● **Task goal**: Copy all lines holding the word "DrawSurface" from the entries.
┌─ Working data
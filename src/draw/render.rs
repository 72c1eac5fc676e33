//! Incremental and replay rendering of pen strokes.
//!
//! The geometry of each segment comes from a [`DrawStrategy`] chosen when the
//! [`Renderer`] is built; the renderer itself only forwards segments to its
//! [`DrawSurface`].

use super::color::Color;
use super::pen::PenState;
use super::point::{Point, Position};
use super::stroke::Stroke;
use super::surface::{DrawSurface, Segment};
use schemars::JsonSchema;
use serde::{Deserialize, Serialize};

/// Turns the next pen sample into a segment and advances the pen.
pub trait DrawStrategy {
    /// Short name used in logs.
    fn name(&self) -> &'static str;

    /// Computes the segment ending at (or near) `point` and updates `pen`.
    fn next_segment(&self, pen: &mut PenState, point: &Point) -> Segment;
}

/// Midpoint quadratic smoothing.
///
/// Each raw sample becomes the control point of the following curve, and the
/// curve ends halfway between the previous control point and the new sample.
/// The drawn path trails the samples by half a segment.
#[derive(Debug, Clone, Copy, Default)]
pub struct SmoothStrategy;

impl DrawStrategy for SmoothStrategy {
    fn name(&self) -> &'static str {
        "smooth"
    }

    fn next_segment(&self, pen: &mut PenState, point: &Point) -> Segment {
        let sample = point.position();
        let mid = sample.midpoint(pen.control);
        let segment = Segment::Quadratic {
            from: pen.position,
            control: pen.control,
            to: mid,
            width: pen.width(point.force),
        };
        pen.control = sample;
        pen.position = mid;
        segment
    }
}

/// One straight segment per consecutive sample pair.
#[derive(Debug, Clone, Copy, Default)]
pub struct SimpleStrategy;

impl DrawStrategy for SimpleStrategy {
    fn name(&self) -> &'static str {
        "simple"
    }

    fn next_segment(&self, pen: &mut PenState, point: &Point) -> Segment {
        let sample = point.position();
        let segment = Segment::Line {
            from: pen.position,
            to: sample,
            width: pen.width(point.force),
        };
        pen.position = sample;
        segment
    }
}

/// Strategy selector used by configuration and the CLI.
#[derive(Debug, Clone, Copy, PartialEq, Eq, Default, Serialize, Deserialize, JsonSchema)]
#[serde(rename_all = "kebab-case")]
pub enum StrategyKind {
    #[default]
    Smooth,
    Simple,
}

impl StrategyKind {
    pub fn build(self) -> Box<dyn DrawStrategy> {
        match self {
            StrategyKind::Smooth => Box::new(SmoothStrategy),
            StrategyKind::Simple => Box::new(SimpleStrategy),
        }
    }
}

impl std::str::FromStr for StrategyKind {
    type Err = String;

    fn from_str(s: &str) -> Result<Self, Self::Err> {
        match s.to_lowercase().as_str() {
            "smooth" => Ok(StrategyKind::Smooth),
            "simple" => Ok(StrategyKind::Simple),
            other => Err(format!("unknown draw strategy '{other}' (expected smooth or simple)")),
        }
    }
}

/// Draws pen input onto a surface.
///
/// Holds no stroke data of its own: the pen cursor is borrowed from the
/// controller on every call, and replays take the stroke list as an argument.
pub struct Renderer<S: DrawSurface> {
    surface: S,
    strategy: Box<dyn DrawStrategy>,
    color: Color,
}

impl<S: DrawSurface> Renderer<S> {
    pub fn new(surface: S, strategy: Box<dyn DrawStrategy>, color: Color) -> Self {
        log::debug!("Renderer using {} strategy", strategy.name());
        Self {
            surface,
            strategy,
            color,
        }
    }

    pub fn with_kind(surface: S, kind: StrategyKind, color: Color) -> Self {
        Self::new(surface, kind.build(), color)
    }

    /// Anchors a new stroke at `at` without drawing anything.
    pub fn begin_stroke(&mut self, pen: &mut PenState, at: Position) {
        pen.reset_to(at);
    }

    /// Extends the current stroke to `point`.
    pub fn draw_to(&mut self, pen: &mut PenState, point: &Point) {
        let segment = self.strategy.next_segment(pen, point);
        self.surface.stroke_segment(&segment, self.color);
    }

    /// Replays one complete stroke. Strokes under two points leave no mark.
    pub fn draw_stroke(&mut self, pen: &mut PenState, stroke: &Stroke) {
        let Some((first, rest)) = stroke.points().split_first() else {
            return;
        };
        if rest.is_empty() {
            return;
        }

        self.begin_stroke(pen, first.position());
        for point in rest {
            self.draw_to(pen, point);
        }
    }

    /// Clears the surface and redraws `strokes` in order.
    pub fn refresh(&mut self, pen: &mut PenState, strokes: &[Stroke]) {
        self.clear();
        for stroke in strokes {
            self.draw_stroke(pen, stroke);
        }
    }

    pub fn clear(&mut self) {
        self.surface.clear();
    }

    pub fn color(&self) -> Color {
        self.color
    }

    pub fn set_color(&mut self, color: Color) {
        self.color = color;
    }

    pub fn strategy_name(&self) -> &'static str {
        self.strategy.name()
    }

    pub fn surface(&self) -> &S {
        &self.surface
    }

    pub fn surface_mut(&mut self) -> &mut S {
        &mut self.surface
    }

    pub fn into_surface(self) -> S {
        self.surface
    }
}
└─
● **Task solution**:
//! [`DrawSurface`].
use super::surface::{DrawSurface, Segment};
pub struct Renderer<S: DrawSurface> {
impl<S: DrawSurface> Renderer<S> {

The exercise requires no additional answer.